I have argued that Giuliani’s candidacy is a test of the priorities of the right. And there you have the priority list: Islamic terrorism first, small government second, judges third.
And if this is how Pat Robertson looks at the election, how many other religious voters will do the same?
That’s why this endorsement is so significant: it is a precise and thorough validation of the premise behind Giuliani’s candidacy.
The potential implications reach far beyond Giuliani’s presidential prospects. Up to now, most Republican politicians have based their campaigns on an opposition premise: that to win the support of the Republican “base,” it is necessary to conform to the agenda of the religious right. Call it the Mitt Romney Theory.

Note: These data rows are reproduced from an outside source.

//! LIFO stack over a `Vec`.

use core::fmt;
use core::slice;

/// A last-in, first-out stack.
///
/// Empty access returns `None` rather than a default value.
///
/// ```
/// use nexus_containers::Stack;
///
/// let mut stack = Stack::new();
/// stack.push(1);
/// stack.push(2);
///
/// assert_eq!(stack.top(), Some(&2));
/// assert_eq!(stack.pop(), Some(2));
/// assert_eq!(stack.pop(), Some(1));
/// assert_eq!(stack.pop(), None);
/// ```
#[derive(Clone, PartialEq, Eq)]
pub struct Stack<T> {
    data: Vec<T>,
}

impl<T> Default for Stack<T> {
    fn default() -> Self {
        Self::new()
    }
}

impl<T> Stack<T> {
    /// Creates an empty stack.
    #[inline]
    pub const fn new() -> Self {
        Self { data: Vec::new() }
    }

    /// Creates an empty stack with room for `capacity` elements.
    #[inline]
    pub fn with_capacity(capacity: usize) -> Self {
        Self {
            data: Vec::with_capacity(capacity),
        }
    }

    /// Returns the number of elements on the stack.
    #[inline]
    pub fn len(&self) -> usize {
        self.data.len()
    }

    /// Returns `true` if the stack is empty.
    #[inline]
    pub fn is_empty(&self) -> bool {
        self.data.is_empty()
    }

    /// Pushes a value on top.
    #[inline]
    pub fn push(&mut self, value: T) {
        self.data.push(value);
    }

    /// Removes and returns the top value, or `None` if empty.
    #[inline]
    pub fn pop(&mut self) -> Option<T> {
        self.data.pop()
    }

    /// Returns the top value, or `None` if empty.
    #[inline]
    pub fn top(&self) -> Option<&T> {
        self.data.last()
    }

    /// Returns the top value mutably, or `None` if empty.
    #[inline]
    pub fn top_mut(&mut self) -> Option<&mut T> {
        self.data.last_mut()
    }

    /// Removes every value.
    pub fn clear(&mut self) {
        self.data.clear();
    }

    /// Iterates from the bottom of the stack to the top.
    #[inline]
    pub fn iter(&self) -> slice::Iter<'_, T> {
        self.data.iter()
    }
}

impl<T> FromIterator<T> for Stack<T> {
    /// The last item yielded ends up on top.
    fn from_iter<I: IntoIterator<Item = T>>(iter: I) -> Self {
        Self {
            data: iter.into_iter().collect(),
        }
    }
}

impl<T> Extend<T> for Stack<T> {
    fn extend<I: IntoIterator<Item = T>>(&mut self, iter: I) {
        self.data.extend(iter);
    }
}

impl<T: fmt::Debug> fmt::Debug for Stack<T> {
    fn fmt(&self, f: &mut fmt::Formatter<'_>) -> fmt::Result {
        f.debug_list().entries(self.data.iter()).finish()
    }
}
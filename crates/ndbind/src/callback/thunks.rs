//! Native entry points that call back into host callables.
//!
//! ## Purpose
//!
//! The engine only knows how to call a C function pointer with an opaque
//! context. This module provides one such function per kernel family; each
//! recovers the [`HostCallbackState`] from the context, marshals the engine's
//! buffers into host values, calls the host callable, and marshals the result
//! back.
//!
//! ## Design notes
//!
//! * **Status codes**: A thunk returns `1` on success and `0` on failure, the
//!   convention the engine understands. The detailed error is parked on the
//!   state and surfaced by the request after the engine returns.
//! * **First failure wins**: Once an error is parked, later invocations return
//!   `0` immediately without calling the host again.
//! * **No unwinding across the boundary**: Every thunk body runs inside
//!   `catch_unwind`; a panic becomes a parked `CallbackFailed`.
//! * **No retained pointers**: Engine buffers are copied into host arrays for
//!   the duration of one call and never referenced afterwards.
//!
//! ## Key concepts
//!
//! * **Window-resize**: `(line_in, line_out) ++ extra`; the host fills `line_out`.
//! * **Fixed-window**: `(window,) ++ extra`; the host returns one number.
//! * **Coordinate-mapping**: `(coordinate_tuple,) ++ extra`; the host returns
//!   a sequence of exactly `in_rank` numbers.
//!
//! ## Invariants
//!
//! * A host error and a non-convertible host result produce different error kinds.
//! * Nothing is written into the engine's output until the host result is fully validated.

// External dependencies
use std::ffi::{c_int, c_void};
use std::panic::{catch_unwind, AssertUnwindSafe};
use std::rc::Rc;
use std::slice;
use tracing::trace;

// Internal dependencies
use crate::callback::context::CallbackContext;
use crate::callback::signature::AdapterShape;
use crate::host::array::HostArray;
use crate::host::callable::HostCallable;
use crate::host::value::HostValue;
use crate::primitives::errors::{BindError, BindResult};

// ============================================================================
// Native Function Types
// ============================================================================

/// Generic 1-D filter: `(in_line, in_len, out_line, out_len, context)`.
pub type Filter1DFn =
    unsafe extern "C" fn(*const f64, isize, *mut f64, isize, *mut c_void) -> c_int;

/// Generic n-D filter: `(window, size, out_value, context)`.
pub type FilterFn = unsafe extern "C" fn(*const f64, isize, *mut f64, *mut c_void) -> c_int;

/// Geometric mapping: `(out_coord, in_coord, out_rank, in_rank, context)`.
pub type MapFn = unsafe extern "C" fn(*const isize, *mut f64, c_int, c_int, *mut c_void) -> c_int;

// ============================================================================
// Callback State
// ============================================================================

/// Everything a thunk needs to call one host callable.
pub struct HostCallbackState {
    callable: Rc<dyn HostCallable>,
    context: CallbackContext,
    shape: AdapterShape,
    coordinates: Vec<f64>,
    error: Option<BindError>,
    calls: usize,
}

impl HostCallbackState {
    /// Bind `callable` to the adapter `shape`.
    pub fn new(callable: Rc<dyn HostCallable>, context: CallbackContext, shape: AdapterShape) -> Self {
        Self {
            callable,
            context,
            shape,
            coordinates: Vec::new(),
            error: None,
            calls: 0,
        }
    }

    /// Adapter this state serves.
    pub fn shape(&self) -> AdapterShape {
        self.shape
    }

    /// Number of times the host callable has been invoked.
    pub fn calls(&self) -> usize {
        self.calls
    }

    /// The parked error, if an invocation has failed.
    pub fn error(&self) -> Option<&BindError> {
        self.error.as_ref()
    }

    /// Remove and return the parked error.
    pub fn take_error(&mut self) -> Option<BindError> {
        self.error.take()
    }

    fn call_host(&mut self, leading: Vec<HostValue>) -> BindResult<HostValue> {
        self.calls += 1;
        trace!(shape = ?self.shape, call = self.calls, "invoking host callback");
        let args = self.context.arguments_with(leading);
        self.callable
            .call(&args, self.context.keywords())
            .map_err(BindError::HostCallableFailure)
    }

    /// Run one invocation, translating its outcome into a status code.
    fn run(&mut self, body: impl FnOnce(&mut Self) -> BindResult<()>) -> c_int {
        if self.error.is_some() {
            return 0;
        }
        match body(self) {
            Ok(()) => 1,
            Err(err) => {
                self.error = Some(err);
                0
            }
        }
    }

    fn park_panic(&mut self) {
        if self.error.is_none() {
            let family = match self.shape {
                AdapterShape::WindowResize => "filter1d",
                AdapterShape::FixedWindow => "filter",
                AdapterShape::CoordinateMapping => "map",
            };
            self.error = Some(BindError::CallbackFailed(family.into()));
        }
    }

    // ========================================================================
    // Adapters
    // ========================================================================

    /// Window-resize adapter: the host fills `output` from `input`.
    pub fn window_resize(&mut self, input: &[f64], output: &mut [f64]) -> BindResult<()> {
        let line_in = HostArray::from_f64(input);
        let line_out = HostArray::from_f64(&vec![0.0; output.len()]);
        self.call_host(vec![line_in.into(), line_out.clone().into()])?;

        let values = line_out.to_f64_vec()?;
        if values.len() < output.len() {
            return Err(BindError::ShapeMismatch(format!(
                "output line supplies {} values, {} required",
                values.len(),
                output.len()
            )));
        }
        output.copy_from_slice(&values[..output.len()]);
        Ok(())
    }

    /// Fixed-window adapter: the host reduces `window` to one number.
    pub fn fixed_window(&mut self, window: &[f64]) -> BindResult<f64> {
        let window = HostArray::from_f64(window);
        let result = self.call_host(vec![window.into()])?;
        result.as_f64()
    }

    /// Coordinate-mapping adapter: the host maps `out_coord` to `in_coord`.
    pub fn map_coordinates(&mut self, out_coord: &[isize], in_coord: &mut [f64]) -> BindResult<()> {
        let coordinate = HostValue::Tuple(
            out_coord
                .iter()
                .map(|&c| HostValue::Int(c as i64))
                .collect(),
        );
        let result = self.call_host(vec![coordinate])?;

        // Staged in full so a bad item leaves `in_coord` untouched.
        let coordinates = &mut self.coordinates;
        coordinates.clear();
        match &result {
            HostValue::Tuple(items) | HostValue::List(items) => {
                check_rank(items.len(), in_coord.len())?;
                for item in items {
                    coordinates.push(item.as_f64()?);
                }
            }
            HostValue::Array(array) if array.ndim() == 1 => {
                check_rank(array.len(), in_coord.len())?;
                coordinates.extend(array.to_f64_vec()?);
            }
            other => {
                return Err(BindError::TypeMismatch(format!(
                    "mapping must return a sequence of {} numbers, not {}",
                    in_coord.len(),
                    other.type_name()
                )))
            }
        }
        in_coord.copy_from_slice(&coordinates[..]);
        Ok(())
    }
}

fn check_rank(got: usize, expected: usize) -> BindResult<()> {
    if got != expected {
        return Err(BindError::ShapeMismatch(format!(
            "mapping returned {got} coordinates, expected {expected}"
        )));
    }
    Ok(())
}

// ============================================================================
// Thunks
// ============================================================================

unsafe fn line<'a>(ptr: *const f64, len: isize) -> &'a [f64] {
    if ptr.is_null() || len <= 0 {
        &[]
    } else {
        slice::from_raw_parts(ptr, len as usize)
    }
}

unsafe fn line_mut<'a>(ptr: *mut f64, len: isize) -> &'a mut [f64] {
    if ptr.is_null() || len <= 0 {
        &mut []
    } else {
        slice::from_raw_parts_mut(ptr, len as usize)
    }
}

/// Native entry point for the window-resize adapter.
///
/// # Safety
///
/// `data` must point to a live `HostCallbackState`; `input` and `output` must
/// be valid for `in_len` and `out_len` elements.
pub(crate) unsafe extern "C" fn filter1d_thunk(
    input: *const f64,
    in_len: isize,
    output: *mut f64,
    out_len: isize,
    data: *mut c_void,
) -> c_int {
    let state = data.cast::<HostCallbackState>();
    if state.is_null() {
        return 0;
    }
    let outcome = catch_unwind(AssertUnwindSafe(|| {
        let (input, output) = (line(input, in_len), line_mut(output, out_len));
        (*state).run(|s| s.window_resize(input, output))
    }));
    outcome.unwrap_or_else(|_| {
        (*state).park_panic();
        0
    })
}

/// Native entry point for the fixed-window adapter.
///
/// # Safety
///
/// `data` must point to a live `HostCallbackState`; `window` must be valid for
/// `size` elements and `output` for one.
pub(crate) unsafe extern "C" fn filter_thunk(
    window: *const f64,
    size: isize,
    output: *mut f64,
    data: *mut c_void,
) -> c_int {
    let state = data.cast::<HostCallbackState>();
    if state.is_null() || output.is_null() {
        return 0;
    }
    let outcome = catch_unwind(AssertUnwindSafe(|| {
        let window = line(window, size);
        (*state).run(|s| {
            let value = s.fixed_window(window)?;
            *output = value;
            Ok(())
        })
    }));
    outcome.unwrap_or_else(|_| {
        (*state).park_panic();
        0
    })
}

/// Native entry point for the coordinate-mapping adapter.
///
/// # Safety
///
/// `data` must point to a live `HostCallbackState`; `out_coord` must be valid
/// for `out_rank` elements and `in_coord` for `in_rank`.
pub(crate) unsafe extern "C" fn map_thunk(
    out_coord: *const isize,
    in_coord: *mut f64,
    out_rank: c_int,
    in_rank: c_int,
    data: *mut c_void,
) -> c_int {
    let state = data.cast::<HostCallbackState>();
    if state.is_null() {
        return 0;
    }
    let outcome = catch_unwind(AssertUnwindSafe(|| {
        let out_coord: &[isize] = if out_coord.is_null() || out_rank <= 0 {
            &[]
        } else {
            slice::from_raw_parts(out_coord, out_rank as usize)
        };
        let in_coord = line_mut(in_coord, in_rank as isize);
        (*state).run(|s| s.map_coordinates(out_coord, in_coord))
    }));
    outcome.unwrap_or_else(|_| {
        (*state).park_panic();
        0
    })
}
//! Enumerated engine parameters.
//!
//! ## Purpose
//!
//! This module gives names to the small integer codes the engine accepts for
//! boundary handling, distance metrics, and Fourier filter kernels.
//!
//! ## Design notes
//!
//! * **Stable codes**: Each variant's discriminant is the code the engine
//!   expects; `code()` returns it unchanged and `TryFrom<i32>` recovers it.
//! * **Checked at the boundary**: Unknown codes are rejected before any
//!   argument is adapted.

// External dependencies
use std::fmt::{Display, Formatter, Result as FmtResult};

// Internal dependencies
use crate::primitives::errors::BindError;

// ============================================================================
// Extend Mode
// ============================================================================

/// How values beyond the array edge are obtained.
#[derive(Debug, Clone, Copy, PartialEq, Eq, Hash, Default)]
#[repr(i32)]
pub enum ExtendMode {
    /// Repeat the edge value: `a a a | a b c d | d d d`.
    Nearest = 0,

    /// Wrap around to the opposite edge: `b c d | a b c d | a b c`.
    Wrap = 1,

    /// Reflect including the edge value: `c b a | a b c d | d c b`.
    #[default]
    Reflect = 2,

    /// Reflect about the edge value: `d c b | a b c d | c b a`.
    Mirror = 3,

    /// Use the constant value beyond the edge.
    Constant = 4,

    /// Periodic extension on the sample grid.
    GridWrap = 5,

    /// Constant value on the sample grid, also used for interpolation.
    GridConstant = 6,
}

impl ExtendMode {
    /// Integer code passed to the engine.
    pub fn code(self) -> i32 {
        self as i32
    }
}

impl TryFrom<i32> for ExtendMode {
    type Error = BindError;

    fn try_from(code: i32) -> Result<Self, BindError> {
        Ok(match code {
            0 => Self::Nearest,
            1 => Self::Wrap,
            2 => Self::Reflect,
            3 => Self::Mirror,
            4 => Self::Constant,
            5 => Self::GridWrap,
            6 => Self::GridConstant,
            _ => {
                return Err(BindError::InvalidArgument(format!(
                    "boundary mode {code} not supported"
                )))
            }
        })
    }
}

impl Display for ExtendMode {
    fn fmt(&self, f: &mut Formatter<'_>) -> FmtResult {
        let name = match self {
            Self::Nearest => "nearest",
            Self::Wrap => "wrap",
            Self::Reflect => "reflect",
            Self::Mirror => "mirror",
            Self::Constant => "constant",
            Self::GridWrap => "grid-wrap",
            Self::GridConstant => "grid-constant",
        };
        f.write_str(name)
    }
}

// ============================================================================
// Distance Metric
// ============================================================================

/// Metric used by the brute-force distance transform.
#[derive(Debug, Clone, Copy, PartialEq, Eq, Hash)]
#[repr(i32)]
pub enum DistanceMetric {
    /// Straight-line distance.
    Euclidean = 1,

    /// Sum of absolute axis differences.
    CityBlock = 2,

    /// Largest absolute axis difference.
    Chessboard = 3,
}

impl DistanceMetric {
    /// Integer code passed to the engine.
    pub fn code(self) -> i32 {
        self as i32
    }
}

impl TryFrom<i32> for DistanceMetric {
    type Error = BindError;

    fn try_from(code: i32) -> Result<Self, BindError> {
        match code {
            1 => Ok(Self::Euclidean),
            2 => Ok(Self::CityBlock),
            3 => Ok(Self::Chessboard),
            _ => Err(BindError::InvalidArgument(format!(
                "distance metric {code} not supported"
            ))),
        }
    }
}

// ============================================================================
// Fourier Kernel
// ============================================================================

/// Frequency-domain filter applied by the Fourier filter.
#[derive(Debug, Clone, Copy, PartialEq, Eq, Hash)]
#[repr(i32)]
pub enum FourierKernel {
    /// Gaussian kernel.
    Gaussian = 0,

    /// Box kernel.
    Uniform = 1,

    /// Ellipsoidal kernel.
    Ellipsoid = 2,
}

impl FourierKernel {
    /// Integer code passed to the engine.
    pub fn code(self) -> i32 {
        self as i32
    }
}

impl TryFrom<i32> for FourierKernel {
    type Error = BindError;

    fn try_from(code: i32) -> Result<Self, BindError> {
        match code {
            0 => Ok(Self::Gaussian),
            1 => Ok(Self::Uniform),
            2 => Ok(Self::Ellipsoid),
            _ => Err(BindError::InvalidArgument(format!(
                "Fourier filter type {code} not supported"
            ))),
        }
    }
}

But if Giuliani wins the nomination, and then goes on to win the general election, how many Republican politicians will feel emboldened to adopt Giuliani’s position?
What we may be witnessing is a significant political retreat by the religious right. . . .
[T]he religious right has apparently accepted much more modest political goals, settling for Rudy Giuliani’s promise about judges. There is no reason to doubt the sincerity of Giuliani’s promise– but that promise contains no concrete assurances for the religious right’s agenda. There is wide room for interpretation of what is a “strict constructionist” judge, and there is no guarantee that such a judge would rule in favor of the religious right.
The GOP is in rough shape right now. Perhaps Giuliani is the strongest candidate for next year, although I obviously do not think so. But it would be odd for the party to embrace what Tracinski calls the “theory” behind the Giuliani campaign, since there is plenty of evidence that the party’s troubles are based on national-security and economic issues and not much that they’re based on social issues.